**Exercise goal:** Restate word for word the lines in the listing below, starting at the line containing "filename downloader/src/types/params/mod.rs" and ending at the line containing "is no work.", both included; leave out the rest.

**Task data:**
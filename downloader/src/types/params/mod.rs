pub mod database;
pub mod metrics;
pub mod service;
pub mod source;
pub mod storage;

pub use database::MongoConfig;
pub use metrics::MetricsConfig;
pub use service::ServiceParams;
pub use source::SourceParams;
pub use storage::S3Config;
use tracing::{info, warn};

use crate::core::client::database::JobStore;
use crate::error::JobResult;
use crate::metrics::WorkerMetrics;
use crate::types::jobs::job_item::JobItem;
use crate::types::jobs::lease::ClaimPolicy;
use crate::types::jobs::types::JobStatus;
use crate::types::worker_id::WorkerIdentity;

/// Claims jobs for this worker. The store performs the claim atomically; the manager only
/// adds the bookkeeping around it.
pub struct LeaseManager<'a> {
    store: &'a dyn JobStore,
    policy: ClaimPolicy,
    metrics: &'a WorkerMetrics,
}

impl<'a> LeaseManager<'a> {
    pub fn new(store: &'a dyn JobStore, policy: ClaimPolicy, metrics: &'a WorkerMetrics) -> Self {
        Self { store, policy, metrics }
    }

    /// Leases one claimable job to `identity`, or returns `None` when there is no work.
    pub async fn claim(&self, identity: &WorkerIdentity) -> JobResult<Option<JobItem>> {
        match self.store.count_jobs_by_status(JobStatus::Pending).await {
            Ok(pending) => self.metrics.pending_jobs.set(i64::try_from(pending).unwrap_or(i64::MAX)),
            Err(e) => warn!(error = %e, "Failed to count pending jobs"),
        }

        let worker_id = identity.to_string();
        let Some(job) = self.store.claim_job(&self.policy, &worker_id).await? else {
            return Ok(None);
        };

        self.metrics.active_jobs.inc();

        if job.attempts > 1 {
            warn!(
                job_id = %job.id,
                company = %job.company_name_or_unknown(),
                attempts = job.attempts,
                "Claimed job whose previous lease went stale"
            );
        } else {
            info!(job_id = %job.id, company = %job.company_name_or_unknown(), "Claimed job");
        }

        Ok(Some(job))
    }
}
...
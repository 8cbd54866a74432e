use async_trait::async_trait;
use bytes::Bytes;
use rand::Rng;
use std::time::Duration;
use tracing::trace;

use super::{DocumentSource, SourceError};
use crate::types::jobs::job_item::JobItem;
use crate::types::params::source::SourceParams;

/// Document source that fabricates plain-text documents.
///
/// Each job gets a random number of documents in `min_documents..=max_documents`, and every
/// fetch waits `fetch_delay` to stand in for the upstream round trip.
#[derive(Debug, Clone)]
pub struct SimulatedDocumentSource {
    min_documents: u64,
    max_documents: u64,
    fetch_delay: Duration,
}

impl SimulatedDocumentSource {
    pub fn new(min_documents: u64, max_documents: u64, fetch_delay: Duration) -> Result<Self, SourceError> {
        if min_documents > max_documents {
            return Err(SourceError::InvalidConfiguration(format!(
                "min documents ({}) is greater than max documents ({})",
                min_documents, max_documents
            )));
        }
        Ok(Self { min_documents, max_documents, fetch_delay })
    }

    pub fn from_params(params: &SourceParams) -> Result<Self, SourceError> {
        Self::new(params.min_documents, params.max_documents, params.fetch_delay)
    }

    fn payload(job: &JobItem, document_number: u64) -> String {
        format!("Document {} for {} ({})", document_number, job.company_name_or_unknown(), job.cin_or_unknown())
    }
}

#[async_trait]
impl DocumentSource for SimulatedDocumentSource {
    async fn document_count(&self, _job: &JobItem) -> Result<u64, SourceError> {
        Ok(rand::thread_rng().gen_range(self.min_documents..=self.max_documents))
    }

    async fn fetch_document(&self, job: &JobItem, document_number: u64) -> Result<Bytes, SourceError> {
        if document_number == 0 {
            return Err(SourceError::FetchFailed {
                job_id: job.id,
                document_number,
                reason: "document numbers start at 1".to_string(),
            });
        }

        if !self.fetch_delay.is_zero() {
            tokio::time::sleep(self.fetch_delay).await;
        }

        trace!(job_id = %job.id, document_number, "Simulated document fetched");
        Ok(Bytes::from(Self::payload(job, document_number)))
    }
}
* * *
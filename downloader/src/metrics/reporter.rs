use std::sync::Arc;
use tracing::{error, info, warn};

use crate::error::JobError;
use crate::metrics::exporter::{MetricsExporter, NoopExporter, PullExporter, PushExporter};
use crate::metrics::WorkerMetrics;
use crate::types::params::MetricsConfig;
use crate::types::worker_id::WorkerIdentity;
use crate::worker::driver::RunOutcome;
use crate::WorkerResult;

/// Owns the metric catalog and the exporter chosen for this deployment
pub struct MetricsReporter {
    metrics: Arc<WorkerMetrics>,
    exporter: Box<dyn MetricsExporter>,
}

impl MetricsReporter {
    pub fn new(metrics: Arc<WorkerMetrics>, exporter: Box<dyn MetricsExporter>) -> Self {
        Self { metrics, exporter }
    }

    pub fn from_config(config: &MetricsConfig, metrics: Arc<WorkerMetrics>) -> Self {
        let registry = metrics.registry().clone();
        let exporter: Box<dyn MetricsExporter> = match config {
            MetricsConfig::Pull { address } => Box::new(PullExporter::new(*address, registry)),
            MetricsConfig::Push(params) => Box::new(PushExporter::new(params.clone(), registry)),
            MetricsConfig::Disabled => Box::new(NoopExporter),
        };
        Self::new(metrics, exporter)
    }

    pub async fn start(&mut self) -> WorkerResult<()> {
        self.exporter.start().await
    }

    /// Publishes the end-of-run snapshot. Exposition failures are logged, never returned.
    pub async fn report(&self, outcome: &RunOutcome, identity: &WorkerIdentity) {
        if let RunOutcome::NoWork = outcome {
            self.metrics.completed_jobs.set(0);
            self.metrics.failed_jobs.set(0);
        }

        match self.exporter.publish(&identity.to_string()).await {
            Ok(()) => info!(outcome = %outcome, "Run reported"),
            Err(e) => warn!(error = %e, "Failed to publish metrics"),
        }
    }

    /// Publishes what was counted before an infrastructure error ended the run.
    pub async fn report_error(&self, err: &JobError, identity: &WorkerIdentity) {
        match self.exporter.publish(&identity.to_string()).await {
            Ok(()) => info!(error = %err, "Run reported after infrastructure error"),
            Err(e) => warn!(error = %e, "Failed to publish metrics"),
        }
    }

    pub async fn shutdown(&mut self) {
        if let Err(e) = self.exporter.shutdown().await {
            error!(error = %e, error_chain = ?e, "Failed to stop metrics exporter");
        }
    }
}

**Result for this task:**
filename downloader/src/types/params/mod.rs
pub mod database;
pub mod metrics;
pub mod service;
pub mod source;
pub mod storage;

pub use database::MongoConfig;
pub use metrics::MetricsConfig;
pub use service::ServiceParams;
pub use source::SourceParams;
pub use storage::S3Config;
use tracing::{info, warn};

use crate::core::client::database::JobStore;
use crate::error::JobResult;
use crate::metrics::WorkerMetrics;
use crate::types::jobs::job_item::JobItem;
use crate::types::jobs::lease::ClaimPolicy;
use crate::types::jobs::types::JobStatus;
use crate::types::worker_id::WorkerIdentity;

/// Claims jobs for this worker. The store performs the claim atomically; the manager only
/// adds the bookkeeping around it.
pub struct LeaseManager<'a> {
    store: &'a dyn JobStore,
    policy: ClaimPolicy,
    metrics: &'a WorkerMetrics,
}

impl<'a> LeaseManager<'a> {
    pub fn new(store: &'a dyn JobStore, policy: ClaimPolicy, metrics: &'a WorkerMetrics) -> Self {
        Self { store, policy, metrics }
    }

    /// Leases one claimable job to `identity`, or returns `None` when there is no work.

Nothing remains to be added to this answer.